ハムレット: くうというのは食べることではない。漢字でそらと書き、くうと読ませているので、食べることと関係はない。むしろ真空に近い言葉だそうだ。何もない筈の空にはいのちが活動していてそこから花が咲く。その時、宇宙の森羅万象が生まれるという話だ。

ドン: その空から正義という花も咲くのだろう。それはよく分かる。わしの心も身体も真空みたいなものだ。いつも空っぽ。だから、いつも愛という花が咲き、正義という花が咲き、悪をやっつけるわが鉄の腕が咲き、知恵も咲く。わしは花だらけだ。まさに満開の花。これこそドン・キホ−テが生きておるということじゃ。

ハムレット: なるほど、おかしなことばかり言うと思ったら、少しはまともなことを言う。みなおした。それで君は遍歴の旅に出て、具体的に何をするのですかな。

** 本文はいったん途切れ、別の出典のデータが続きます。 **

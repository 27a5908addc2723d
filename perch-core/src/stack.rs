//! Z-index allocation per layer type.
//!
//! Each layer type owns a base value (usually taken from theme tokens) and a
//! counter. Registering an overlay bumps the counter of its layer type and
//! hands out `base + counter * increment`, raised to one increment above the
//! highest active value when another layer already reaches that far. Later
//! overlays therefore render above every earlier one still on screen, and no
//! two active overlays share a value. When the last active overlay goes away
//! every counter starts over, which keeps values bounded across long sessions.

use std::fmt;

use foldhash::HashMap;
use serde::{Deserialize, Serialize};

use crate::error::{Error, Result};
use crate::OverlayId;

/// Coarse z-index bucket.
#[derive(Debug, Clone, Copy, PartialEq, Eq, Hash, Serialize, Deserialize)]
#[serde(rename_all = "lowercase")]
pub enum LayerType {
    /// Dropdowns, tooltips and other anchored popups.
    Portal,
    /// Dimming layer behind a modal.
    Backdrop,
    /// Dialogs that capture the whole page.
    Modal,
}

impl LayerType {
    pub const ALL: [LayerType; 3] = [LayerType::Portal, LayerType::Backdrop, LayerType::Modal];

    const fn index(self) -> usize {
        match self {
            LayerType::Portal => 0,
            LayerType::Backdrop => 1,
            LayerType::Modal => 2,
        }
    }

    #[must_use]
    pub const fn as_str(self) -> &'static str {
        match self {
            LayerType::Portal => "portal",
            LayerType::Backdrop => "backdrop",
            LayerType::Modal => "modal",
        }
    }
}

impl fmt::Display for LayerType {
    fn fmt(&self, f: &mut fmt::Formatter<'_>) -> fmt::Result {
        f.write_str(self.as_str())
    }
}

/// Base z-index per layer type plus the step between consecutive overlays.
#[derive(Debug, Clone, Copy, PartialEq, Eq, Serialize, Deserialize)]
#[serde(default)]
pub struct LayerBases {
    pub portal: i32,
    pub backdrop: i32,
    pub modal: i32,
    pub increment: i32,
}

impl Default for LayerBases {
    fn default() -> Self {
        Self {
            portal: 1000,
            backdrop: 1040,
            modal: 1050,
            increment: 10,
        }
    }
}

impl LayerBases {
    #[must_use]
    pub const fn base(&self, layer: LayerType) -> i32 {
        match layer {
            LayerType::Portal => self.portal,
            LayerType::Backdrop => self.backdrop,
            LayerType::Modal => self.modal,
        }
    }
}

/// An allocated slot.
#[derive(Debug, Clone, Copy, PartialEq, Eq)]
pub struct LayerSlot {
    pub layer: LayerType,
    /// Position in registration order within the layer type, starting at 1.
    pub level: i32,
    pub z_index: i32,
}

#[derive(Debug, Default)]
pub struct ZIndexAllocator {
    bases: LayerBases,
    counters: [i32; 3],
    active: HashMap<OverlayId, LayerSlot>,
}

impl ZIndexAllocator {
    #[must_use]
    pub fn new(bases: LayerBases) -> Self {
        Self {
            bases,
            counters: [0; 3],
            active: HashMap::default(),
        }
    }

    /// Allocate a z-index for `id`, or return the one it already holds.
    pub fn register_layer(&mut self, id: &OverlayId, layer: LayerType) -> i32 {
        if let Some(slot) = self.active.get(id) {
            if slot.layer != layer {
                tracing::warn!(%id, held = %slot.layer, requested = %layer, "overlay already holds a slot in another layer");
            }
            return slot.z_index;
        }

        #[allow(clippy::indexing_slicing)]
        let counter = &mut self.counters[layer.index()];
        *counter = counter.saturating_add(1);
        let level = *counter;
        let floor = self
            .bases
            .base(layer)
            .saturating_add(level.saturating_mul(self.bases.increment));
        let above_active = self
            .active
            .values()
            .map(|slot| slot.z_index)
            .max()
            .map_or(i32::MIN, |top| top.saturating_add(self.bases.increment.max(1)));
        let z_index = floor.max(above_active);
        if z_index != floor {
            tracing::debug!(%id, %layer, floor, z_index, "raised above the active stack");
        }

        tracing::trace!(%id, %layer, level, z_index, "registered layer");
        self.active.insert(
            id.clone(),
            LayerSlot {
                layer,
                level,
                z_index,
            },
        );
        z_index
    }

    /// Release the slot held by `id`.
    pub fn unregister_layer(&mut self, id: &OverlayId) -> Result<LayerSlot> {
        let slot = self
            .active
            .remove(id)
            .ok_or_else(|| Error::UnknownOverlayId(id.clone()))?;
        if self.active.is_empty() {
            tracing::trace!("last layer released, resetting counters");
            self.counters = [0; 3];
        }
        Ok(slot)
    }

    #[must_use]
    pub fn slot(&self, id: &OverlayId) -> Option<LayerSlot> {
        self.active.get(id).copied()
    }

    #[must_use]
    pub fn z_index(&self, id: &OverlayId) -> Option<i32> {
        self.slot(id).map(|slot| slot.z_index)
    }

    #[must_use]
    pub fn active_count(&self) -> usize {
        self.active.len()
    }

    /// The id holding the highest z-index.
    #[must_use]
    pub fn topmost(&self) -> Option<&OverlayId> {
        self.active
            .iter()
            .max_by_key(|(_, slot)| slot.z_index)
            .map(|(id, _)| id)
    }
}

ドン: わしはこの頃、歩くときに息苦しいことがあるのだ。

ハムレット: 病気ではないのかな。それじゃ、遍歴の旅どころじゃない。医者にでも行って寝ているのが一番じゃ。

ドン: そうではない。空気が汚れているのじゃ。そのためか、最近は花粉症やアレルギ−性鼻炎に悩まされている。

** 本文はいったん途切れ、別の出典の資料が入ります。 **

//! Command-line arguments for the perch binary.

use std::path::PathBuf;

use clap::{Args, Parser, Subcommand};
use perch_overlay::perch_core::{LayerType, Placement, PositionOptions, Rect, Viewport};

#[derive(Parser, Debug)]
#[command(name = "perch")]
#[command(about = "Overlay placement and stacking from the command line")]
#[command(version)]
pub struct Cli {
    /// Configuration file (defaults to `<config dir>/perch/perch.toml`)
    #[arg(long, global = true)]
    pub config: Option<PathBuf>,

    #[command(subcommand)]
    pub command: Command,
}

#[derive(Subcommand, Debug)]
pub enum Command {
    /// Place content next to a trigger, flipping when it overflows
    Place {
        #[command(flatten)]
        geometry: GeometryArgs,

        /// Preferred placement, e.g. `bottom-start`
        #[arg(long, default_value = "bottom")]
        placement: Placement,
    },
    /// Pick the most visible of several placements
    Auto {
        #[command(flatten)]
        geometry: GeometryArgs,

        /// Candidate placements (defaults to the configured preferred placements)
        #[arg(long, value_delimiter = ',')]
        candidates: Vec<Placement>,

        /// Also print the visibility score of each candidate
        #[arg(long)]
        scores: bool,
    },
    /// Print the z-index custom properties as a `<style>` block
    Tokens,
    /// Open overlays in order and print the resulting notifications
    Stack {
        /// Overlays as `layer:id` or `layer:id:priority`, e.g. `modal:settings:10`
        #[arg(required = true, value_parser = parse_overlay_arg)]
        overlays: Vec<OverlayArg>,
    },
}

#[derive(Args, Debug)]
pub struct GeometryArgs {
    /// Trigger rectangle as `x,y,width,height`
    #[arg(long, value_parser = parse_rect)]
    pub trigger: Rect,

    /// Content size as `width,height`
    #[arg(long, value_parser = parse_size)]
    pub content: Rect,

    /// Viewport size as `width,height`
    #[arg(long, value_parser = parse_size, default_value = "1024,768")]
    pub viewport: Rect,

    /// Gap between trigger and content
    #[arg(long)]
    pub offset: Option<f64>,

    /// Minimum distance from the viewport edges
    #[arg(long)]
    pub padding: Option<f64>,

    /// Keep the preferred side even when it overflows
    #[arg(long)]
    pub no_flip: bool,

    /// Do not clamp the result into the viewport
    #[arg(long)]
    pub no_constrain: bool,
}

impl GeometryArgs {
    /// Configured options with the command-line overrides applied.
    pub fn options(&self, configured: &PositionOptions) -> PositionOptions {
        let mut options = configured.clone();
        if let Some(offset) = self.offset {
            options = options.with_offset(offset);
        }
        if let Some(padding) = self.padding {
            options = options.with_padding(padding);
        }
        if self.no_flip {
            options = options.with_flip(false);
        }
        if self.no_constrain {
            options = options.with_constrain(false);
        }
        options
    }

    pub fn viewport(&self) -> Viewport {
        Viewport::new(self.viewport.width, self.viewport.height)
    }
}

#[derive(Debug, Clone)]
pub struct OverlayArg {
    pub layer: LayerType,
    pub id: String,
    pub priority: i32,
}

fn parse_numbers(value: &str, expected: usize) -> Result<Vec<f64>, String> {
    let numbers = value
        .split(',')
        .map(|part| {
            part.trim()
                .parse::<f64>()
                .map_err(|err| format!("`{part}` is not a number: {err}"))
        })
        .collect::<Result<Vec<_>, _>>()?;
    if numbers.len() == expected {
        Ok(numbers)
    } else {
        Err(format!(
            "expected {expected} comma-separated numbers, got {}",
            numbers.len()
        ))
    }
}

fn parse_rect(value: &str) -> Result<Rect, String> {
    match parse_numbers(value, 4)?.as_slice() {
        [x, y, width, height] => Ok(Rect::new(*x, *y, *width, *height)),
        _ => Err(format!("invalid rectangle `{value}`")),
    }
}

fn parse_size(value: &str) -> Result<Rect, String> {
    match parse_numbers(value, 2)?.as_slice() {
        [width, height] => Ok(Rect::new(0.0, 0.0, *width, *height)),
        _ => Err(format!("invalid size `{value}`")),
    }
}

fn parse_overlay_arg(value: &str) -> Result<OverlayArg, String> {
    let mut parts = value.split(':');
    let (Some(layer), Some(id)) = (parts.next(), parts.next()) else {
        return Err(format!("expected `layer:id[:priority]`, got `{value}`"));
    };
    let layer = LayerType::ALL
        .into_iter()
        .find(|candidate| candidate.as_str() == layer)
        .ok_or_else(|| format!("unknown layer `{layer}` (portal, backdrop or modal)"))?;
    let priority = parts
        .next()
        .map(|priority| {
            priority
                .parse::<i32>()
                .map_err(|err| format!("invalid priority `{priority}`: {err}"))
        })
        .transpose()?
        .unwrap_or(0);
    if id.is_empty() || parts.next().is_some() {
        return Err(format!("expected `layer:id[:priority]`, got `{value}`"));
    }
    Ok(OverlayArg {
        layer,
        id: id.to_string(),
        priority,
    })
}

ハムレット: 空気の汚れは認めるが、君の病気と因果関係はあるのかな。

ドン: あるある。因果関係はありますぞ。ともかく、空気は汚れている。空気が汚れているということは生きているものにとつて、生命をおびやかされていることじゃ。そこでわしは遍歴の旅に出る時に、わしが発明した空気清浄器を我が愛馬ロシナンテにのせて、世界中の空気を綺麗にしようと思っているわけだ。

ハムレット: やはり、君は騎士道物語の読みすぎで、晩年のニ−チェみたいになったという噂は本当のようだな。

ドン: その通り。わしの鋭い頭脳はついにあの優秀で深遠な哲学者ニ−チエの頭脳の高みにまで達してしまった。わしはこの地球を正常にするありとあらゆるものを発明したので、これを武器にして遍歴の旅に出る。

ハムレット: ドン・キホ−テが発明の才能があるなどとは初耳だ。